[Available data — start]
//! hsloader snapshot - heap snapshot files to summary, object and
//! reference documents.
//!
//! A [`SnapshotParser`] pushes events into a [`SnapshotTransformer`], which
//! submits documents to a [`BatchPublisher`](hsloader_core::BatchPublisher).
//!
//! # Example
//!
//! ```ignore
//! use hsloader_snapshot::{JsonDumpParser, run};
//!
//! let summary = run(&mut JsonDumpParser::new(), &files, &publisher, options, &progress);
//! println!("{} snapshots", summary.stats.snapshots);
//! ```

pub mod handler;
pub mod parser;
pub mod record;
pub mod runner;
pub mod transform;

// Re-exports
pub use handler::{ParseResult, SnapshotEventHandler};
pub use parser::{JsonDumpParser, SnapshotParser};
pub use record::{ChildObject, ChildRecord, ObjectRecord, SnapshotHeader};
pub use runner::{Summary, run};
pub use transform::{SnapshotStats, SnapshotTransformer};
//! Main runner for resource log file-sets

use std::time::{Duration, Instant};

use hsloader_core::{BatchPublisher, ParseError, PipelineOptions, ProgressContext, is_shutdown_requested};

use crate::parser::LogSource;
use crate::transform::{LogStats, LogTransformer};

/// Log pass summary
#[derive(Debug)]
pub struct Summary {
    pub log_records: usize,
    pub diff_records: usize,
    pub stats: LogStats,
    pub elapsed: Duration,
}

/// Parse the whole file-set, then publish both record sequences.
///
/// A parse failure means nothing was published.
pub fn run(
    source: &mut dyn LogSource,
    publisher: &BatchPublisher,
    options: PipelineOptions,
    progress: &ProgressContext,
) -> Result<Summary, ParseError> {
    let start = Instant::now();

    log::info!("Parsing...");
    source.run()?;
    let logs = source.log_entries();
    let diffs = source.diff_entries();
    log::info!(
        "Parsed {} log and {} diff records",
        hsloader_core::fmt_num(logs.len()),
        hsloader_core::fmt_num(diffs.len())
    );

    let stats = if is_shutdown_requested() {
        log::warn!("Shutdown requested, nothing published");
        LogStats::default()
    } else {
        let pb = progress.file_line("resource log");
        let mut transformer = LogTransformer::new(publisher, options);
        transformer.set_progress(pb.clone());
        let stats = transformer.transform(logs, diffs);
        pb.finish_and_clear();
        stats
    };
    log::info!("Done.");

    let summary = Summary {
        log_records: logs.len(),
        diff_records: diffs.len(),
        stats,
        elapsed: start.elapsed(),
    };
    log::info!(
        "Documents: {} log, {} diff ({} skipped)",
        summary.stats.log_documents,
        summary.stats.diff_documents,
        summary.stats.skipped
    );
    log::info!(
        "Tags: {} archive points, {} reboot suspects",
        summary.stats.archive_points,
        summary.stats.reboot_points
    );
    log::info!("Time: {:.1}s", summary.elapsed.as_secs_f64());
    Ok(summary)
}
[Available data — finish]
[Available data — start]
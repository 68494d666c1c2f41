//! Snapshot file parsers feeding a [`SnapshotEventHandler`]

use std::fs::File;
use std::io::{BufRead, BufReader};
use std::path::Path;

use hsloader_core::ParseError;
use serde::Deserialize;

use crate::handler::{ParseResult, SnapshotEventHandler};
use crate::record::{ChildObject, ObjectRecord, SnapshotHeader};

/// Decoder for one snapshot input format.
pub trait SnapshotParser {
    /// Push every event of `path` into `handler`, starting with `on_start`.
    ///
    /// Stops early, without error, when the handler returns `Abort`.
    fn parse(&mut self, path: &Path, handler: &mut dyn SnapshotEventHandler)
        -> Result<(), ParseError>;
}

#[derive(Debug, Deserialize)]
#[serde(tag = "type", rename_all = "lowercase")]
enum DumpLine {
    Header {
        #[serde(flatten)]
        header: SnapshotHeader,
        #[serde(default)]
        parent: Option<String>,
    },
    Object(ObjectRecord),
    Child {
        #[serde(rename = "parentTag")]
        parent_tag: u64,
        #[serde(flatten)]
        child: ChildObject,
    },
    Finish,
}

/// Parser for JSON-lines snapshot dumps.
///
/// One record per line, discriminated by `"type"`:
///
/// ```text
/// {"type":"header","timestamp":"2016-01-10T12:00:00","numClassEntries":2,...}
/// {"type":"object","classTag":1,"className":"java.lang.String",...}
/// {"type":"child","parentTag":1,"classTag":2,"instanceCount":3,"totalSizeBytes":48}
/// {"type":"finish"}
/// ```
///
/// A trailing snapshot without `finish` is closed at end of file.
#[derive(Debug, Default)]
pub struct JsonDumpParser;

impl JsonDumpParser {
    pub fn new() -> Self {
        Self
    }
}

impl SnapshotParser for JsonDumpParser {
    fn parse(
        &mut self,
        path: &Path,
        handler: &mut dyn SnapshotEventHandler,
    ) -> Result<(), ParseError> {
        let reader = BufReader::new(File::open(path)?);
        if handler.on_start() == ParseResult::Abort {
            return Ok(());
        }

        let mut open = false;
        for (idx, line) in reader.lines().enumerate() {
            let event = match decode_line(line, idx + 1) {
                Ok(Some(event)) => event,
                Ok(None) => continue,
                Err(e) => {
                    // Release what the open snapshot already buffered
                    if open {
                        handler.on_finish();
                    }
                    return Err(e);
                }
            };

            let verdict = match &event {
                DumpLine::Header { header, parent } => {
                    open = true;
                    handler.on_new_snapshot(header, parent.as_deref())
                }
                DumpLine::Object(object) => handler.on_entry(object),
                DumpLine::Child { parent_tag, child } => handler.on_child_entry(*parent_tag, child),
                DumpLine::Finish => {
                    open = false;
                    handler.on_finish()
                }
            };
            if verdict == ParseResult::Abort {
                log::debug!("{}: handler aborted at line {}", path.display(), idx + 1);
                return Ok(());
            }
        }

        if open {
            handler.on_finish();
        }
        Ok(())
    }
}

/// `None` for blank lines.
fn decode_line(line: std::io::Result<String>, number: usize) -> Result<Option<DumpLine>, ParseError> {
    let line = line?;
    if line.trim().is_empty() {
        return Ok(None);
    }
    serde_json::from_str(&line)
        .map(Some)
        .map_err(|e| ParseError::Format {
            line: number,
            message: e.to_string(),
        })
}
[Available data — finish]
[Available data — start]
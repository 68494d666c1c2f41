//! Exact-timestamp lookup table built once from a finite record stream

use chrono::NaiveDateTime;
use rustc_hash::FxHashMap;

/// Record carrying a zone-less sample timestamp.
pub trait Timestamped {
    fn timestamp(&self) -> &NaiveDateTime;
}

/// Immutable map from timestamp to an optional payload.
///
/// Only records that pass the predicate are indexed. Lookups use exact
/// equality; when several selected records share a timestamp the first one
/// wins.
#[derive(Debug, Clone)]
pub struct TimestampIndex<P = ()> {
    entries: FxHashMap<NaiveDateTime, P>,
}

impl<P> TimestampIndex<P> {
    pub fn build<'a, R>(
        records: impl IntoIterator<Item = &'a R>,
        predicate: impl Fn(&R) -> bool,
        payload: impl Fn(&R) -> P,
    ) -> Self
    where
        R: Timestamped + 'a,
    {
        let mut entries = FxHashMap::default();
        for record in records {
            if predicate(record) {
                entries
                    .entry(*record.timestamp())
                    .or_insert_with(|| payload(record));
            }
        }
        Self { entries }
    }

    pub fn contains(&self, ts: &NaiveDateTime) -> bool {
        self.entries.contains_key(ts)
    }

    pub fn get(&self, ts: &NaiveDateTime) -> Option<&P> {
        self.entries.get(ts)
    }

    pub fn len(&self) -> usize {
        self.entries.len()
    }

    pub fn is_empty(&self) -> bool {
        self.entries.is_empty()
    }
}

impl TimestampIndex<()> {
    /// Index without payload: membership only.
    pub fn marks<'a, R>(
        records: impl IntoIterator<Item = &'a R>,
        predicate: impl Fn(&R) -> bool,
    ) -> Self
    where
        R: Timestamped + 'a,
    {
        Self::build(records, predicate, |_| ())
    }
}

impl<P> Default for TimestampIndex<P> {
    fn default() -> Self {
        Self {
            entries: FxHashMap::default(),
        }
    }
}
[Available data — finish]
• Problem to solve
Would you copy each line of the records that contains "TimestampIndex"?

• Expected answer
pub struct TimestampIndex<P = ()> {
impl<P> TimestampIndex<P> {
impl TimestampIndex<()> {
impl<P> Default for TimestampIndex<P> {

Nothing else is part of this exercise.